--- START ---

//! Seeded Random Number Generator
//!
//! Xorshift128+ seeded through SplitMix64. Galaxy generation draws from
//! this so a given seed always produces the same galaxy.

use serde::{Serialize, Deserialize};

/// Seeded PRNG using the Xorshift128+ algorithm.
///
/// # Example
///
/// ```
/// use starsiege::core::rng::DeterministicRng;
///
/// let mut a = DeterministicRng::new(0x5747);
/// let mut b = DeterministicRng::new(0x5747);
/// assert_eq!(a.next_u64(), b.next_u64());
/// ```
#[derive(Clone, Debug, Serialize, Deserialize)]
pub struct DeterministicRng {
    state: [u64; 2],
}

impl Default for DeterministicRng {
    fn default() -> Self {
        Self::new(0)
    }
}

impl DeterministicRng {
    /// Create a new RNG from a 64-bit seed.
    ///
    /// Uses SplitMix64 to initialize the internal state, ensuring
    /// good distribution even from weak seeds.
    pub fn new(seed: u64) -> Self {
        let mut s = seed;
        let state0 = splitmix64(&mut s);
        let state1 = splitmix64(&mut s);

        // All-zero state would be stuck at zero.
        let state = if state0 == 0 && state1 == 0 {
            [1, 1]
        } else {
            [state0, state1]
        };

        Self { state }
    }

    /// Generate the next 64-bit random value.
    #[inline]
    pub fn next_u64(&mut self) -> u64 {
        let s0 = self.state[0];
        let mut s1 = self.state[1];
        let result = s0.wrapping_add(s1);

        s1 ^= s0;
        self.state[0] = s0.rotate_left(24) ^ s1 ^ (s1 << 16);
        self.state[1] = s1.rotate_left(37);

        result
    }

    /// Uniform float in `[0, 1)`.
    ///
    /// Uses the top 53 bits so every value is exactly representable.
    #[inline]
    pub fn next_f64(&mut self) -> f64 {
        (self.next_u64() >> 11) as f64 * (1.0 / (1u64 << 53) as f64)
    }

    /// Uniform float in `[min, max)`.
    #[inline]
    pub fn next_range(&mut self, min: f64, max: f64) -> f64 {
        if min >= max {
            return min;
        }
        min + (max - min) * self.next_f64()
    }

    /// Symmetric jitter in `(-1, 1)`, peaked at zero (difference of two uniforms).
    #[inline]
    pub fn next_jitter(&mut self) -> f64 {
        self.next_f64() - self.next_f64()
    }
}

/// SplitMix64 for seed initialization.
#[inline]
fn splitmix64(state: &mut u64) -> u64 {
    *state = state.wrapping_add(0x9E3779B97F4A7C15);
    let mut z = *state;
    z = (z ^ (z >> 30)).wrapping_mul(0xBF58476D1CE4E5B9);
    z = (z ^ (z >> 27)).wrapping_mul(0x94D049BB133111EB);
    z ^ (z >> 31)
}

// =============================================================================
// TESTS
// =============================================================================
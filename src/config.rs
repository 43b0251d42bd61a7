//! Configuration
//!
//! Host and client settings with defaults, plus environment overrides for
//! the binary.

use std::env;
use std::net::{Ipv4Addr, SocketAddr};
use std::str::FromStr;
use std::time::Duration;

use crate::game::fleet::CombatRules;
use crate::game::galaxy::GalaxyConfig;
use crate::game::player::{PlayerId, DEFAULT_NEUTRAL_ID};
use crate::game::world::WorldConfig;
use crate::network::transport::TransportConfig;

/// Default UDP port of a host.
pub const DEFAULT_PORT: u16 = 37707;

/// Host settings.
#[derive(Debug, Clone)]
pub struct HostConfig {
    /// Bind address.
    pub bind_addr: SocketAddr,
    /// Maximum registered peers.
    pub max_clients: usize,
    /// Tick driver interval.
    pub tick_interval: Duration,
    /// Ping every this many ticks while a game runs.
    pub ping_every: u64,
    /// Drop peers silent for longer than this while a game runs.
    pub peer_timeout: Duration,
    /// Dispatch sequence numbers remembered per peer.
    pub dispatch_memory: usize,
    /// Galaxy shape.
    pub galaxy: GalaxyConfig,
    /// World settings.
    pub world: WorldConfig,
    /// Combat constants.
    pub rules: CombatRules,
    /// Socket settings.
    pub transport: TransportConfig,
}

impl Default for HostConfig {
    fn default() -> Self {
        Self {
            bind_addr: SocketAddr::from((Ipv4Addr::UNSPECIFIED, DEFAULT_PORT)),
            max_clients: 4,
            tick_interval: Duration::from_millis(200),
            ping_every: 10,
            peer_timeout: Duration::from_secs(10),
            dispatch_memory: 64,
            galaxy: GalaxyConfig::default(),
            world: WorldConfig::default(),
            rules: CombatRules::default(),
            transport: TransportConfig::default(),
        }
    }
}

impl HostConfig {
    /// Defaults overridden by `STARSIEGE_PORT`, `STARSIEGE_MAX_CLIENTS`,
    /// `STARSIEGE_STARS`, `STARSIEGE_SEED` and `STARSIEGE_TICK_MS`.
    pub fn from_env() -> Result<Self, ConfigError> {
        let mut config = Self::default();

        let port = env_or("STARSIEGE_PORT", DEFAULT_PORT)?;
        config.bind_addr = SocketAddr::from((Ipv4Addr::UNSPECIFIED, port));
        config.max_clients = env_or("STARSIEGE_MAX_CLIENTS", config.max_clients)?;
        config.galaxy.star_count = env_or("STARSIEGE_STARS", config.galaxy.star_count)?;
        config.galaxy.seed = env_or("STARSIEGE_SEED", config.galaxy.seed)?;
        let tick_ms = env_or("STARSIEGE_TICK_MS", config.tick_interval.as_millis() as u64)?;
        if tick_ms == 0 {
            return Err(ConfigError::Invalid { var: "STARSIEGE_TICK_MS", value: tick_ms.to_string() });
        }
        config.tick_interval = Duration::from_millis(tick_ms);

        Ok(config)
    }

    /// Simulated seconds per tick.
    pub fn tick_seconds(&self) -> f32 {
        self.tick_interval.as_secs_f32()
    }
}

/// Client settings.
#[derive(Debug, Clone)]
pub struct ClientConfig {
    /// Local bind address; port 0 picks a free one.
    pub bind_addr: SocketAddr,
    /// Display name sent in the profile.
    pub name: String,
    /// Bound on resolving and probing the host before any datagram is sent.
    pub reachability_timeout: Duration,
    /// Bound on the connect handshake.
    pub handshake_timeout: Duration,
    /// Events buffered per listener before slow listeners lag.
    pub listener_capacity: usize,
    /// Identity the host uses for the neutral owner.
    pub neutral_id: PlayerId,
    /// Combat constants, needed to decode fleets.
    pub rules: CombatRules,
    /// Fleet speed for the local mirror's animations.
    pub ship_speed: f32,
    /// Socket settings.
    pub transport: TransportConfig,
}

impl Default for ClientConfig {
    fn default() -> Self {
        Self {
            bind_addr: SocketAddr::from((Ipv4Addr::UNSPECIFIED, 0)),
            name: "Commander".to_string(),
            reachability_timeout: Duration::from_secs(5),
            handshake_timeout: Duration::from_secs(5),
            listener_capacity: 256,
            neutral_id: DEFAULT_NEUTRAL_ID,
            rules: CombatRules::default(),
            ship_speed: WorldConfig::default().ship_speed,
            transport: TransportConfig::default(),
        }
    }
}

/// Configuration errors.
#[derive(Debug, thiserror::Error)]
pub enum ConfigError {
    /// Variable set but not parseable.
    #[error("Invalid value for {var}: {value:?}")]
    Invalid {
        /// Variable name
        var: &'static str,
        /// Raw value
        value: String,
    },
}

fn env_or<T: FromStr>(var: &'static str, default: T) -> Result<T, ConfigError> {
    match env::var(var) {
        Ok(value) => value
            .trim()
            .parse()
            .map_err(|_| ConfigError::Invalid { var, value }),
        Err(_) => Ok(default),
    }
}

--- END ---

• [Work to complete]: Retrieve every line above holding the word "UNSPECIFIED".

• [Solution]:
            bind_addr: SocketAddr::from((Ipv4Addr::UNSPECIFIED, DEFAULT_PORT)),
        config.bind_addr = SocketAddr::from((Ipv4Addr::UNSPECIFIED, port));
            bind_addr: SocketAddr::from((Ipv4Addr::UNSPECIFIED, 0)),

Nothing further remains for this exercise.